L’avvocato ci tiene a fare chiarezza anche sulla strategia legale adottata nei mesi scorsi, respingendo le critiche sulle presunte “sconfitte” cautelari:
- Nessun errore strategico: “Da parte del collegio difensivo non c’è stato alcun errore strategico o procedurale. Gli avvocati hanno fatto esattamente ciò che andava fatto, individuando la frode e depositando tempestivamente esposti ineccepibili per tutelare gli interessi dei club coinvolti”.
- I limiti del sistema: “Il rigetto delle istanze cautelari e del ricorso non ha mai certificato l’infondatezza delle accuse, ma è derivato da un limite di sistema: senza l’atto formale di deferimento da parte della Procura Federale, nessun Tribunale aveva il potere di bloccare i playoff o di alterare le classifiche in corso”.

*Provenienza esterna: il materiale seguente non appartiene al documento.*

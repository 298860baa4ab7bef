use anyhow::{Context, Result};
use serde::{Deserialize, Serialize};
use std::path::{Path, PathBuf};
use tracing::info;

/// Environment variable that overrides `general.database_path`.
pub const DATABASE_URL_ENV: &str = "GATEHOUSE_DATABASE_URL";

#[derive(Debug, Clone, Serialize, Deserialize)]
#[serde(default)]
pub struct Config {
    pub general: GeneralConfig,

    pub server: ServerConfig,

    pub security: SecurityConfig,

    pub tokens: TokenConfig,

    pub invitations: InvitationConfig,

    pub observability: ObservabilityConfig,
}

#[derive(Debug, Clone, Serialize, Deserialize)]
#[serde(default)]
pub struct GeneralConfig {
    pub database_path: String,

    pub log_level: String,

    /// Number of tokio worker threads (default: 2)
    /// Set to 0 to use the number of CPU cores
    pub worker_threads: usize,

    /// Maximum database connections (default: 5)
    pub max_db_connections: u32,

    /// Minimum database connections (default: 1)
    pub min_db_connections: u32,

    /// How long a caller waits for a pooled connection before failing.
    pub db_acquire_timeout_seconds: u64,

    /// Idle connections older than this are reaped from the pool.
    pub db_idle_timeout_seconds: u64,

    /// Account event bus buffer size (default: 100)
    pub event_bus_buffer_size: usize,
}

impl Default for GeneralConfig {
    fn default() -> Self {
        Self {
            database_path: "sqlite:data/gatehouse.db".to_string(),
            log_level: "info".to_string(),
            worker_threads: 2,
            max_db_connections: 5,
            min_db_connections: 1,
            db_acquire_timeout_seconds: 10,
            db_idle_timeout_seconds: 300,
            event_bus_buffer_size: 100,
        }
    }
}

#[derive(Debug, Clone, Serialize, Deserialize)]
#[serde(default)]
pub struct ServerConfig {
    pub port: u16,

    pub cors_allowed_origins: Vec<String>,

    /// Whether to set the Secure flag on the token cookie.
    /// Default: true. Set to false for local development without HTTPS.
    pub secure_cookies: bool,

    /// Name of the cookie carrying the bearer token.
    pub cookie_name: String,
}

impl Default for ServerConfig {
    fn default() -> Self {
        Self {
            port: 6790,
            cors_allowed_origins: vec![
                "http://localhost:6790".to_string(),
                "http://127.0.0.1:6790".to_string(),
            ],
            secure_cookies: true,
            cookie_name: "gatehouse_token".to_string(),
        }
    }
}

#[derive(Debug, Clone, Serialize, Deserialize)]
#[serde(default)]
pub struct SecurityConfig {
    /// Argon2 memory cost in KiB (default: 8192 = 8MB)
    pub argon2_memory_cost_kib: u32,

    /// Argon2 time cost (iterations)
    pub argon2_time_cost: u32,

    /// Argon2 parallelism (default: 1)
    pub argon2_parallelism: u32,

    pub min_password_length: usize,
}

impl Default for SecurityConfig {
    fn default() -> Self {
        Self {
            argon2_memory_cost_kib: 8192,
            argon2_time_cost: 3,
            argon2_parallelism: 1,
            min_password_length: 8,
        }
    }
}

#[derive(Debug, Clone, Serialize, Deserialize)]
#[serde(default)]
pub struct TokenConfig {
    /// Token lifetime granted to users whose account code did not specify one.
    pub default_expiry_seconds: i64,

    /// Upper bound for any per-user or per-code token lifetime.
    pub max_expiry_seconds: i64,
}

impl Default for TokenConfig {
    fn default() -> Self {
        Self {
            default_expiry_seconds: 7 * 24 * 60 * 60,
            max_expiry_seconds: 365 * 24 * 60 * 60,
        }
    }
}

#[derive(Debug, Clone, Serialize, Deserialize)]
#[serde(default)]
pub struct InvitationConfig {
    pub default_code_lifetime_minutes: i64,

    /// Number of characters in a generated account-creation code.
    pub code_length: usize,
}

impl Default for InvitationConfig {
    fn default() -> Self {
        Self {
            default_code_lifetime_minutes: 7 * 24 * 60,
            code_length: 12,
        }
    }
}

#[derive(Debug, Clone, Serialize, Deserialize)]
#[serde(default)]
pub struct ObservabilityConfig {
    pub metrics_enabled: bool,

    /// Emit logs as JSON lines instead of the human-readable format.
    pub json_logs: bool,
}

impl Default for ObservabilityConfig {
    fn default() -> Self {
        Self {
            metrics_enabled: true,
            json_logs: false,
        }
    }
}

impl Default for Config {
    fn default() -> Self {
        Self {
            general: GeneralConfig::default(),
            server: ServerConfig::default(),
            security: SecurityConfig::default(),
            tokens: TokenConfig::default(),
            invitations: InvitationConfig::default(),
            observability: ObservabilityConfig::default(),
        }
    }
}

impl Config {
    pub fn load() -> Result<Self> {
        let paths = Self::config_paths();

        let mut config = None;
        for path in &paths {
            if path.exists() {
                info!("Loading config from: {}", path.display());
                config = Some(Self::load_from_path(path)?);
                break;
            }
        }

        let mut config = config.unwrap_or_else(|| {
            info!("No config file found, using defaults");
            Self::default()
        });
        config.apply_env_overrides();
        Ok(config)
    }

    pub fn load_from_path(path: &Path) -> Result<Self> {
        let content = std::fs::read_to_string(path)
            .with_context(|| format!("Failed to read config file: {}", path.display()))?;

        let config: Self = toml::from_str(&content)
            .with_context(|| format!("Failed to parse config file: {}", path.display()))?;

        Ok(config)
    }

    fn apply_env_overrides(&mut self) {
        if let Ok(url) = std::env::var(DATABASE_URL_ENV)
            && !url.trim().is_empty()
        {
            self.general.database_path = url;
        }
    }

    pub fn save_to_path(&self, path: &Path) -> Result<()> {
        if let Some(parent) = path.parent() {
            std::fs::create_dir_all(parent)?;
        }

        let content = toml::to_string_pretty(self)?;
        std::fs::write(path, content)?;
        info!("Config saved to: {}", path.display());
        Ok(())
    }

    fn config_paths() -> Vec<PathBuf> {
        let mut paths = vec![PathBuf::from("config.toml")];

        if let Some(config_dir) = dirs::config_dir() {
            paths.push(config_dir.join("gatehouse").join("config.toml"));
        }

        if let Some(home) = dirs::home_dir() {
            paths.push(home.join(".gatehouse").join("config.toml"));
        }

        paths
    }

    fn default_config_path() -> PathBuf {
        PathBuf::from("config.toml")
    }

    pub fn create_default_if_missing() -> Result<bool> {
        let path = Self::default_config_path();
        if path.exists() {
            Ok(false)
        } else {
            Self::default().save_to_path(&path)?;
            info!("Created default config file: {}", path.display());
            Ok(true)
        }
    }

    pub fn validate(&self) -> Result<()> {
        if self.general.max_db_connections == 0 {
            anyhow::bail!("general.max_db_connections must be > 0");
        }

        if self.general.min_db_connections > self.general.max_db_connections {
            anyhow::bail!("general.min_db_connections cannot exceed max_db_connections");
        }

        if self.general.db_acquire_timeout_seconds == 0 {
            anyhow::bail!("general.db_acquire_timeout_seconds must be > 0");
        }

        if self.general.event_bus_buffer_size == 0 {
            anyhow::bail!("general.event_bus_buffer_size must be > 0");
        }

        if self.tokens.default_expiry_seconds <= 0 {
            anyhow::bail!("tokens.default_expiry_seconds must be > 0");
        }

        if self.tokens.max_expiry_seconds < self.tokens.default_expiry_seconds {
            anyhow::bail!("tokens.max_expiry_seconds cannot be below default_expiry_seconds");
        }

        if self.invitations.default_code_lifetime_minutes <= 0 {
            anyhow::bail!("invitations.default_code_lifetime_minutes must be > 0");
        }

        if !(8..=64).contains(&self.invitations.code_length) {
            anyhow::bail!("invitations.code_length must be between 8 and 64");
        }

        if self.security.min_password_length == 0 {
            anyhow::bail!("security.min_password_length must be > 0");
        }

        if self.server.cookie_name.trim().is_empty() {
            anyhow::bail!("server.cookie_name cannot be empty");
        }

        Ok(())
    }
}
//! Request spans, HTTP metrics and response headers.
//!
//! Every `/api` request runs inside a `request` span. The gateway records
//! `user_id` on it once a token verifies, and [`super::BearerToken`] records
//! `credential` (cookie, bearer or none), so events logged by a gateway call
//! carry both without the query functions knowing about HTTP.

use axum::{
    extract::{MatchedPath, Request, State},
    http::{HeaderName, HeaderValue},
    middleware::Next,
    response::{IntoResponse, Response},
};
use std::sync::Arc;
use std::time::Instant;
use tracing::{Instrument, field, info, info_span, warn};
use uuid::Uuid;

use super::AppState;

const REQUEST_ID_HEADER: HeaderName = HeaderName::from_static("x-request-id");

/// Token responses and session listings must never be cached or framed.
const SECURITY_HEADERS: [(&str, &str); 4] = [
    ("x-content-type-options", "nosniff"),
    ("x-frame-options", "DENY"),
    ("referrer-policy", "no-referrer"),
    ("cache-control", "no-store"),
];

pub async fn get_metrics(State(state): State<Arc<AppState>>) -> impl IntoResponse {
    state.prometheus_handle.as_ref().map_or_else(
        || "Metrics not enabled or failed to initialize".to_string(),
        metrics_exporter_prometheus::PrometheusHandle::render,
    )
}

/// Outcome label for a response status. Authentication and permission
/// failures get their own bucket.
#[must_use]
pub const fn outcome(status: u16) -> &'static str {
    match status {
        500.. => "error",
        401 | 403 => "denied",
        400..=499 => "client_error",
        _ => "success",
    }
}

pub async fn request_span_middleware(req: Request, next: Next) -> Response {
    let start = Instant::now();
    let request_id = Uuid::new_v4();
    let method = req.method().clone();

    // Raw paths may carry codes and ids; label by route only.
    let route = req
        .extensions()
        .get::<MatchedPath>()
        .map_or_else(|| "unmatched".to_string(), |p| p.as_str().to_string());

    let span = info_span!(
        "request",
        %request_id,
        %method,
        route = %route,
        user_id = field::Empty,
        credential = field::Empty,
    );

    async move {
        let mut response = next.run(req).await;

        let elapsed = start.elapsed();
        let status = response.status().as_u16();
        let outcome = outcome(status);

        let labels = [
            ("method", method.to_string()),
            ("route", route),
            ("outcome", outcome.to_string()),
        ];
        metrics::counter!("http_requests_total", &labels).increment(1);
        metrics::histogram!("http_request_duration_seconds", &labels)
            .record(elapsed.as_secs_f64());

        if let Ok(value) = HeaderValue::from_str(&request_id.to_string()) {
            response.headers_mut().insert(REQUEST_ID_HEADER, value);
        }

        let elapsed_ms = u64::try_from(elapsed.as_millis()).unwrap_or(u64::MAX);
        if outcome == "error" {
            warn!(status, elapsed_ms, "Request failed");
        } else {
            info!(status, elapsed_ms, outcome, "Request finished");
        }

        response
    }
    .instrument(span)
    .await
}

pub async fn security_headers_middleware(req: Request, next: Next) -> Response {
    let mut response = next.run(req).await;
    let headers = response.headers_mut();

    for (name, value) in SECURITY_HEADERS {
        headers.insert(name, HeaderValue::from_static(value));
    }

    response
}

- Le tempistiche sospette: “I difensori non potevano fare miracoli contro l’inerzia e le tempistiche dilatate dell’organo inquirente. E guarda caso, proprio in virtù di queste tempistiche, la conclusione delle indagini sul Caso Messina è arrivata ‘provvidenzialmente’ il 1° luglio, ossia nel primo giorno esatto della nuova stagione sportiva. Un tempismo che si commenta da solo, utile forse a non intralciare i campionati ormai conclusi, ma che oggi non basta più a coprire la realtà dei fatti”.
L’attacco ai critici
L’avvocato Nostro non ha risparmiato una dura stoccata a chi, nei mesi passati, aveva minimizzato la vicenda:
“In passato abbiamo dovuto subire le sgangherate arringhe di un ex direttore generale in pensione che — se avessimo ascoltato lui — avrebbe visto sanzionato solo il vecchio presidente. Oggi che la giustizia sportiva certifica la totale bontà del nostro impianto accusatorio, la figuraccia rimediata da lui e dal suo amico giornalista (che gli ha fatto acriticamente da megafono) è sotto gli occhi di tutti. Ci chiediamo se il diretto interessato abbia ancora voglia di impartire lezioni a vuoto o se abbia finalmente capito che farebbe molto meglio a godersi la pensione guardando i cantieri”.
Scenario futuro: rischio Serie D
In chiusura, l’avvocato Nostro ha ribadito che la penalità in arrivo potrebbe colpire direttamente la prima squadra del Messina, con uno scenario che rischia di compromettere seriamente il futuro del club, ipotizzando persino il rischio di un mancato ripescaggio in Serie D.